Inverse method 3-D reconstruction of localized in vivo fluorescence - application to Sjogren syndrome

The development of specific fluorescently labeled cell surface markers have opened the possibility of specific and quantitative noninvasive diagnosis of tissue changes. We are developing a fluorescence scanning imaging system that can perform a 'noninvasive optical biopsy' of the Sjogren syndrome (SS) which may replace the currently used histological biopsy. The diagnosis of SS is based on the quantification of the number of topical preadministered fluorescent antibodies which specifically bind to the lymphocytes infiltrating the minor salivary glands. We intend to scan the lower lip, and for each position of the scan, generate a two-dimensional (2-D) image of fluorescence using a charge-coupled device (CCD) camera. We have shown previously that our diffuse fluorescent photon migration theory predicts adequately the positions and strengths of one and two fluorescent targets embedded at different depths in tissue-like phantoms. An inverse reconstruction algorithm based on our theoretical findings has been written in C ⁺⁺ and uses 2-D images to predict the strength and location of embedded fluorophores.
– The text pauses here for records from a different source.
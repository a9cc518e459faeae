//! Ordered effect list derived from [`TransformParams`].

use std::sync::Arc;

use crate::{
    color::{lut::ColorLut, matrix::combine_wire},
    effects::params::TransformParams,
    foundation::{
        core::{FrameSize, PixelRect, TrimRange, Vec2},
        error::{VidfxError, VidfxResult},
    },
    geometry::resolver::{GeometrySpec, QuarterTurns, ResolvedGeometry, resolve},
};

/// Blur radius handed to the renderer per unit of requested sigma.
pub const BLUR_SIGMA_SCALE: f32 = 2.5;

/// One per-frame video effect, in application order.
#[derive(Clone, Debug, PartialEq)]
pub enum VideoEffect {
    Rotate { turns: QuarterTurns },
    Flip { x: bool, y: bool },
    /// Crop rectangle in rotated and flipped coordinates.
    Crop { rect: PixelRect },
    Scale { factors: Vec2, size: FrameSize },
    ColorLut { lut: Arc<ColorLut> },
    Blur { sigma: f32, radius: f32 },
    /// Straight-alpha overlay already resized to the working frame.
    Overlay { image: Arc<image::RgbaImage> },
}

#[derive(Clone, Copy, Debug, PartialEq, Eq, Hash)]
pub enum EffectKind {
    Rotate,
    Flip,
    Crop,
    Scale,
    ColorLut,
    Blur,
    Overlay,
}

impl VideoEffect {
    pub fn kind(&self) -> EffectKind {
        match self {
            Self::Rotate { .. } => EffectKind::Rotate,
            Self::Flip { .. } => EffectKind::Flip,
            Self::Crop { .. } => EffectKind::Crop,
            Self::Scale { .. } => EffectKind::Scale,
            Self::ColorLut { .. } => EffectKind::ColorLut,
            Self::Blur { .. } => EffectKind::Blur,
            Self::Overlay { .. } => EffectKind::Overlay,
        }
    }
}

/// Playback speed change shared by the video and audio tracks.
#[derive(Clone, Copy, Debug, PartialEq)]
pub struct SpeedChange {
    factor: f64,
}

impl SpeedChange {
    /// `None` for unset, non-positive, non-finite or unit speeds.
    pub fn new(factor: f64) -> Option<Self> {
        (factor.is_finite() && factor > 0.0 && factor != 1.0).then_some(Self { factor })
    }

    pub fn factor(self) -> f64 {
        self.factor
    }

    /// Output duration per unit of source duration, for video and audio alike.
    pub fn duration_multiplier(self) -> f64 {
        1.0 / self.factor
    }

    pub fn audio_tempo(self) -> f64 {
        self.factor
    }

    pub fn scale_duration_us(self, us: i64) -> i64 {
        (us as f64 * self.duration_multiplier()).round() as i64
    }

    /// `atempo` stages whose product is the tempo, each within the filter's [0.5, 2.0] range.
    pub fn atempo_stages(self) -> Vec<f64> {
        let mut stages = Vec::new();
        let mut rest = self.factor;
        while rest > 2.0 {
            stages.push(2.0);
            rest /= 2.0;
        }
        while rest < 0.5 {
            stages.push(0.5);
            rest /= 0.5;
        }
        stages.push(rest);
        stages
    }
}

/// Immutable per-job effect configuration.
#[derive(Clone, Debug)]
pub struct EffectChain {
    pub source: FrameSize,
    /// `None` when no geometry stage survived.
    pub geometry: Option<ResolvedGeometry>,
    /// Frame size every effect after the geometry stages works at.
    pub output: FrameSize,
    pub video: Vec<VideoEffect>,
    pub speed: Option<SpeedChange>,
    pub trim: TrimRange,
}

impl EffectChain {
    pub fn kinds(&self) -> Vec<EffectKind> {
        self.video.iter().map(VideoEffect::kind).collect()
    }

    pub fn has(&self, kind: EffectKind) -> bool {
        self.video.iter().any(|e| e.kind() == kind)
    }

    /// No frame needs touching; the renderer may forward decoded frames as-is.
    pub fn is_passthrough(&self) -> bool {
        self.video.is_empty()
    }
}

/// Build the effect chain for one job.
///
/// Cosmetic stages that cannot be built (bad crop, bad color matrix, undecodable overlay) are
/// dropped with a warning; the chain itself always builds.
#[tracing::instrument(level = "debug", skip(params))]
pub fn build_effect_chain(
    params: &TransformParams,
    source: FrameSize,
    lut_size: usize,
) -> EffectChain {
    let mut video = Vec::new();

    let geometry = resolve_geometry(&params.geometry(), source);
    let output = geometry.as_ref().map_or(source, |g| g.output);
    if let Some(g) = &geometry {
        push_geometry_effects(g, &mut video);
    }

    if !params.color_matrices.is_empty() {
        match build_lut(&params.color_matrices, lut_size) {
            Ok(Some(lut)) => {
                tracing::debug!(size = lut.size(), "color lut applied");
                video.push(VideoEffect::ColorLut { lut: Arc::new(lut) });
            }
            Ok(None) => {}
            Err(e) => tracing::warn!(error = %e, "skipping color filter"),
        }
    }

    if let Some(sigma) = params.blur_sigma
        && sigma.is_finite()
        && sigma > 0.0
    {
        let sigma = sigma as f32;
        let radius = sigma * BLUR_SIGMA_SCALE;
        tracing::debug!(sigma, radius, "blur applied");
        video.push(VideoEffect::Blur { sigma, radius });
    }

    if let Some(bytes) = params.overlay_image.as_deref() {
        match decode_overlay(bytes, output) {
            Ok(image) => {
                tracing::debug!(width = output.width, height = output.height, "overlay applied");
                video.push(VideoEffect::Overlay {
                    image: Arc::new(image),
                });
            }
            Err(e) => tracing::warn!(error = %e, "skipping overlay"),
        }
    }

    let speed = params.playback_speed.and_then(SpeedChange::new);
    if let Some(s) = speed {
        tracing::debug!(factor = s.factor(), "playback speed applied");
    }

    EffectChain {
        source,
        geometry,
        output,
        video,
        speed,
        trim: params.trim(),
    }
}

fn resolve_geometry(spec: &GeometrySpec, source: FrameSize) -> Option<ResolvedGeometry> {
    if spec.is_identity() {
        return None;
    }
    let unscaled;
    let spec = if spec.has_usable_scale() {
        spec
    } else {
        tracing::warn!(sx = spec.scale_x, sy = spec.scale_y, "skipping scale");
        unscaled = spec.without_scale();
        &unscaled
    };
    let resolved = match resolve(source, spec) {
        Ok(g) => g,
        Err(e) if !spec.crop.is_unset() && !source.is_empty() => {
            tracing::warn!(error = %e, "skipping crop");
            match resolve(source, &spec.without_crop()) {
                Ok(g) => g,
                Err(e) => {
                    tracing::warn!(error = %e, "skipping geometry");
                    return None;
                }
            }
        }
        Err(e) => {
            tracing::warn!(error = %e, "skipping geometry");
            return None;
        }
    };
    (!resolved.is_identity()).then_some(resolved)
}

fn push_geometry_effects(g: &ResolvedGeometry, video: &mut Vec<VideoEffect>) {
    if !g.rotation.is_identity() {
        tracing::debug!(degrees = g.rotation.degrees(), "rotation applied");
        video.push(VideoEffect::Rotate { turns: g.rotation });
    }
    if g.flip_x || g.flip_y {
        tracing::debug!(x = g.flip_x, y = g.flip_y, "flip applied");
        video.push(VideoEffect::Flip {
            x: g.flip_x,
            y: g.flip_y,
        });
    }
    if let Some(rect) = g.crop {
        tracing::debug!(?rect, "crop applied");
        video.push(VideoEffect::Crop { rect });
    }
    if g.scale != Vec2::new(1.0, 1.0) {
        tracing::debug!(sx = g.scale.x, sy = g.scale.y, "scale applied");
        video.push(VideoEffect::Scale {
            factors: g.scale,
            size: g.output,
        });
    }
}

fn build_lut(lists: &[Vec<f64>], lut_size: usize) -> VidfxResult<Option<ColorLut>> {
    match combine_wire(lists)? {
        Some(m) => ColorLut::build(&m, lut_size).map(Some),
        None => Ok(None),
    }
}

fn decode_overlay(bytes: &[u8], size: FrameSize) -> VidfxResult<image::RgbaImage> {
    if size.is_empty() {
        return Err(VidfxError::geometry("overlay target size is empty"));
    }
    let decoded = image::load_from_memory(bytes)
        .map_err(|e| VidfxError::configuration(format!("overlay decode: {e}")))?
        .to_rgba8();
    if decoded.dimensions() == (size.width, size.height) {
        return Ok(decoded);
    }
    Ok(image::imageops::resize(
        &decoded,
        size.width,
        size.height,
        image::imageops::FilterType::Triangle,
    ))
}

#[cfg(test)]
#[path = "../../tests/unit/effects/chain.rs"]
mod tests;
However, due to large numbers of variables, which include the optical properties of the tissue at the excitation and emission wavelengths, and the positions and strengths of an unknown number of fluorophore targets, the validity of the final result depends on assumptions (such as the number of targets) and the input values for the optical parameters. Our results show that the number of fluorophore targets reconstructed for each scan is limited to two, and at least the scattering coefficient at the excitation wavelength is needed a priori to obtain good results. The latter can be obtained by measurements of spatially resolved diffuse reflectance at the excitation wavelength that provides the product of the absorption and scattering coefficients.